DATA RECORDS -
·····

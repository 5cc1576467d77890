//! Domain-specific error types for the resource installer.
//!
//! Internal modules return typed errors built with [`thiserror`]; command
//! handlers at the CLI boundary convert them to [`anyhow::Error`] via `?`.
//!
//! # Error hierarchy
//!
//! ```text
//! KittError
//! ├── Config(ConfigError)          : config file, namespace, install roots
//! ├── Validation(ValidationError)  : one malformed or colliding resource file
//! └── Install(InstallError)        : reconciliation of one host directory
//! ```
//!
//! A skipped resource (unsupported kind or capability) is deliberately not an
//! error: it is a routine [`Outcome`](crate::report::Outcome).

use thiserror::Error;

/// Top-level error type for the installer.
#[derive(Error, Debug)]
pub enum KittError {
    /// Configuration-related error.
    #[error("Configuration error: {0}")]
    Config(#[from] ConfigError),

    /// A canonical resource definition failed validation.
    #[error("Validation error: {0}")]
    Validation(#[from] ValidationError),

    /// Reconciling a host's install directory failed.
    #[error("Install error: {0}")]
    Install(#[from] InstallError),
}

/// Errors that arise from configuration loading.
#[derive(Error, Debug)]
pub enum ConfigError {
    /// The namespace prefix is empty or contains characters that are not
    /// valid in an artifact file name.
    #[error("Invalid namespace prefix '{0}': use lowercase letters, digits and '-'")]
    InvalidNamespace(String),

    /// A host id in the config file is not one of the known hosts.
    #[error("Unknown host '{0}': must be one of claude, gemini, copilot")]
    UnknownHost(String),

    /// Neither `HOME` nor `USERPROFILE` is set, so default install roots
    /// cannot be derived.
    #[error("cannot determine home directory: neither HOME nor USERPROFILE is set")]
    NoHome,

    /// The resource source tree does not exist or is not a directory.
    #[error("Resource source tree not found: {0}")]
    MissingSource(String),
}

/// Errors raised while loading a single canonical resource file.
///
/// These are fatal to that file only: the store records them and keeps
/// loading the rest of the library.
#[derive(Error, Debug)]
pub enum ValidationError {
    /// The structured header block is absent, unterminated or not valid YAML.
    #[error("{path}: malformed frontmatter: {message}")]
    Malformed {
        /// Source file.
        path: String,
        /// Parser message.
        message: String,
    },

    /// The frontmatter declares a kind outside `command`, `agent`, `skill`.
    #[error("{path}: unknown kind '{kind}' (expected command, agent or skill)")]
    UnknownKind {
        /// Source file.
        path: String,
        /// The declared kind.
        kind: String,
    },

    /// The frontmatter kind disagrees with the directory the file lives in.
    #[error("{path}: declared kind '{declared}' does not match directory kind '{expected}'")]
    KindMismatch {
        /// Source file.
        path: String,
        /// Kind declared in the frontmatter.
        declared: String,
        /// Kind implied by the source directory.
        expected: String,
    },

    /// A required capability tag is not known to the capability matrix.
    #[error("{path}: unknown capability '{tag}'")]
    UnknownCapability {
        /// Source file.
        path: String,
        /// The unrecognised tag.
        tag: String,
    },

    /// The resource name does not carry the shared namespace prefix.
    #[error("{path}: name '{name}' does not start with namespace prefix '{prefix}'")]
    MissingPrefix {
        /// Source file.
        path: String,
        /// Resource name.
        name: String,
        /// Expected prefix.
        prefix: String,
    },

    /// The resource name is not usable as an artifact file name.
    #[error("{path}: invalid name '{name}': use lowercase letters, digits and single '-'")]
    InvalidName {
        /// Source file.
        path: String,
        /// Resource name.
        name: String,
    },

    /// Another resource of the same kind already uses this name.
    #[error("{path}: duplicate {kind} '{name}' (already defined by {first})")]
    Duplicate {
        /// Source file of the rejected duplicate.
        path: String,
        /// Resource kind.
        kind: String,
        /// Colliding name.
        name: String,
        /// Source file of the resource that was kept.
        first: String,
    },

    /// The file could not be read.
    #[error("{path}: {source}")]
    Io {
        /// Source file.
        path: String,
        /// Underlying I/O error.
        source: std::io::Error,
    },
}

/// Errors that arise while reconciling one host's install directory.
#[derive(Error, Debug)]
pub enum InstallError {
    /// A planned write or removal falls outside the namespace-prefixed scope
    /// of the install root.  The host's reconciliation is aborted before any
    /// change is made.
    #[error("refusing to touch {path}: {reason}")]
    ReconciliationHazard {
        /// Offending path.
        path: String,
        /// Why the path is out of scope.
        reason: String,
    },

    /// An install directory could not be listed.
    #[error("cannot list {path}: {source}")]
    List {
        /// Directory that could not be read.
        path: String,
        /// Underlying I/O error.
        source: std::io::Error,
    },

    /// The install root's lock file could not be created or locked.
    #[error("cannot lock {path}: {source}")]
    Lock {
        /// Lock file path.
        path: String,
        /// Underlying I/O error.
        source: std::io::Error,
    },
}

·····

YOUR OBJECTIVE -
From the opening line of the data above, please print each line as written up to and including the line that contains "install directory failed.", and nothing more.

REPLY -
repository 5cc1576467d77890
//! Domain-specific error types for the resource installer.
//!
//! Internal modules return typed errors built with [`thiserror`]; command
//! handlers at the CLI boundary convert them to [`anyhow::Error`] via `?`.
//!
//! # Error hierarchy
//!
//! ```text
//! KittError
//! ├── Config(ConfigError)          : config file, namespace, install roots
//! ├── Validation(ValidationError)  : one malformed or colliding resource file
//! └── Install(InstallError)        : reconciliation of one host directory
//! ```
//!
//! A skipped resource (unsupported kind or capability) is deliberately not an
//! error: it is a routine [`Outcome`](crate::report::Outcome).

use thiserror::Error;

/// Top-level error type for the installer.
#[derive(Error, Debug)]
pub enum KittError {
    /// Configuration-related error.
    #[error("Configuration error: {0}")]
    Config(#[from] ConfigError),

    /// A canonical resource definition failed validation.
    #[error("Validation error: {0}")]
    Validation(#[from] ValidationError),

    /// Reconciling a host's install directory failed.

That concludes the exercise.